Has anyone else seen the issue of having an excludes= in /etc/yum.conf, but yum-cron appears to be ignoring it?

This may have been the case earlier this year, where it seemed to partly install a new kernel, then not done the post-install. I *think*
that’s what I’m seeing on a box with twin Tesla cards, with yum.conf:
exclude=kernel* xorg* cuda* kmod*

and yet cron.daily reports:

/etc/cron.daily/0yum-daily.cron:

Failed to check for updates with the following error message:
Failed to build transaction: kmod-nvidia-384.90-1.el7_4.elrepo.x86_64
requires nvidia-x11-drv = 384.90
nvidia-x11-drv-384.98-1.el7.elrepo.x86_64 requires nvidia-kmod = 384.98

mark

7 thoughts on - Yum-cron

  • Ok, I’ve just had issues this morning, and went and *looked*. I can see a yum-cron running monthly, sure. Running weekly, I guess. Running daily?
    Why?

    And there is *NO* reason whatever for a “yum-hourly*. None. This is CentOS, not ubuntu-snapshot-of-the-moment.

    I don’t know if this is from upstream or not, but it’s wrong. I mean, even Redmond only pushes out patches once or twice a month, except for critical fixes.,,,.

  • Jon Pruente wrote:

    In a work environment? Or production? No way is there going to be an instant update. In most cases, you need to test whether that update is going to break things, and that will get you a ton more grief from users and management.

    Even if it’s rated “critical”, it needs to be tested one predetermined systems before rolling it out to everyone.

    mark

  • But you might be pointing at yum repos where you’ve only pushed tested updates.

    jh

  • John Hodrien wrote:
    Ok, I just did, and I see in the configuration file for yum-cron-hourly that it won’t do anything by default, so my aggro level is subsiding.

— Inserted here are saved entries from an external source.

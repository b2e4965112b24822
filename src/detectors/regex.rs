//! Pattern-matching PII detector
//!
//! [`RegexDetector`] applies an ordered set of compiled patterns to text and
//! emits the maximal set of non-overlapping matches for its configured
//! locale. Active-locale patterns are compiled first, then Generic patterns,
//! so earlier patterns take priority when matches collide.

use super::registry::PatternRegistry;
use super::Detector;
use crate::domain::{Locale, PiiEntity, PiiKind, Result};
use regex::Regex;
use std::collections::HashSet;

/// Match-specific confidence hook
///
/// Given the matched substring, returns a confidence overriding the
/// detector's base value (the credit-card detector uses this for its Luhn
/// check).
pub type MatchScorer = Box<dyn Fn(&str) -> f64 + Send + Sync>;

/// Regex-based PII detector for a single kind
pub struct RegexDetector {
    kind: PiiKind,
    locale: Locale,
    supported: HashSet<Locale>,
    registry: PatternRegistry,
    base_confidence: f64,
    scorer: Option<MatchScorer>,
    compiled: Vec<Regex>,
}

impl RegexDetector {
    /// Create a detector over the given registry
    ///
    /// If the requested locale is not in the supported set the detector falls
    /// back to [`Locale::Generic`], mirroring registry fallback semantics.
    pub fn new(
        kind: PiiKind,
        locale: Locale,
        supported: HashSet<Locale>,
        base_confidence: f64,
        registry: PatternRegistry,
    ) -> Self {
        let locale = if supported.contains(&locale) {
            locale
        } else {
            Locale::Generic
        };
        let mut detector = Self {
            kind,
            locale,
            supported,
            registry,
            base_confidence: base_confidence.clamp(0.0, 1.0),
            scorer: None,
            compiled: Vec::new(),
        };
        detector.recompile();
        detector
    }

    /// Attach a match-specific confidence scorer
    pub fn with_scorer(mut self, scorer: MatchScorer) -> Self {
        self.scorer = Some(scorer);
        self
    }

    /// Patterns configured for the detector's current locale
    pub fn patterns(&self) -> &[String] {
        self.registry.patterns_for(self.locale, self.kind)
    }

    /// Patterns configured for a specific locale
    pub fn patterns_for(&self, locale: Locale) -> &[String] {
        self.registry.patterns_for(locale, self.kind)
    }

    /// Append a pattern for the current locale
    pub fn add_pattern(&mut self, pattern: impl Into<String>) -> Result<()> {
        self.add_pattern_for(self.locale, pattern)
    }

    /// Append a pattern for a specific locale
    pub fn add_pattern_for(&mut self, locale: Locale, pattern: impl Into<String>) -> Result<()> {
        self.registry.add_pattern(locale, self.kind, pattern)?;
        self.recompile();
        Ok(())
    }

    /// Append multiple patterns for a specific locale
    pub fn add_patterns_for(&mut self, locale: Locale, patterns: Vec<String>) -> Result<()> {
        self.registry.add_patterns(locale, self.kind, patterns)?;
        self.recompile();
        Ok(())
    }

    /// Replace all patterns for a specific locale
    pub fn set_patterns_for(&mut self, locale: Locale, patterns: Vec<String>) -> Result<()> {
        self.registry.set_patterns(locale, self.kind, patterns)?;
        self.recompile();
        Ok(())
    }

    /// Clear all patterns for a specific locale
    pub fn clear_patterns_for(&mut self, locale: Locale) {
        self.registry.clear_patterns(locale, self.kind);
        self.recompile();
    }

    /// Rebuild the compiled pattern list from the registry
    ///
    /// Active-locale patterns come first in registration order, then Generic
    /// patterns when the active locale is not Generic. Patterns that fail to
    /// compile are skipped with a warning; registry mutation APIs validate
    /// eagerly so this path only fires for broken construction tables.
    fn recompile(&mut self) {
        self.compiled.clear();

        let mut sources: Vec<&str> = self
            .registry
            .patterns_for(self.locale, self.kind)
            .iter()
            .map(String::as_str)
            .collect();
        if self.locale != Locale::Generic {
            sources.extend(
                self.registry
                    .patterns_for(Locale::Generic, self.kind)
                    .iter()
                    .map(String::as_str),
            );
        }

        for pattern in sources {
            match Regex::new(pattern) {
                Ok(regex) => self.compiled.push(regex),
                Err(e) => {
                    tracing::warn!(pattern, error = %e, "Skipping invalid pattern");
                }
            }
        }
    }

    fn confidence_for(&self, matched: &str) -> f64 {
        match &self.scorer {
            Some(scorer) => scorer(matched).clamp(0.0, 1.0),
            None => self.base_confidence,
        }
    }
}

impl Detector for RegexDetector {
    /// Scan the text with every compiled pattern, left to right
    ///
    /// A candidate match is accepted only if it does not overlap any
    /// already-accepted match; earlier patterns win at the same or
    /// overlapping position.
    fn detect(&self, text: &str) -> Result<Vec<PiiEntity>> {
        let mut results: Vec<PiiEntity> = Vec::new();
        if text.is_empty() {
            return Ok(results);
        }

        for regex in &self.compiled {
            for m in regex.find_iter(text) {
                let candidate = PiiEntity::new(
                    self.kind,
                    m.start(),
                    m.end(),
                    m.as_str(),
                    self.confidence_for(m.as_str()),
                );
                if !results.iter().any(|existing| candidate.overlaps(existing)) {
                    results.push(candidate);
                }
            }
        }

        Ok(results)
    }

    fn kind(&self) -> PiiKind {
        self.kind
    }

    fn locale(&self) -> Locale {
        self.locale
    }

    fn supported_locales(&self) -> &HashSet<Locale> {
        &self.supported
    }
}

    Still, I literally do not see any need whatever for an hourly check. As I
    noted, this isn’t ubuntu current (as opposed to LTS)….

    mark

  • So first off I am not seeing this installed by default on my EL-7
    systems so something/someone installed yum-cron . Now if someone has installed this package, they also have to have edited the configuration file /etc/yum/yum-cron.conf

    # Whether updates should be applied when they are available. Note
    # that download_updates must also be yes for the update to be applied. apply_updates = no

    If that is not set to no.. someone has changed it from the defaults. In that case.. you need to find out who made the changes. All yum-cron is meant to do is make the cache updated to the latest so various other tools can alert a user that updates are needed. Otherwise you end up with someone keeping a box months out of date and then complaining that no one told them that they needed to update 4000
    packages.

    If you need more control over testing before release, then you need to set up your own internal mirror which you can gate updates to. At that point you get the yum repos pointed to that mirror versus the world and you control your destiny.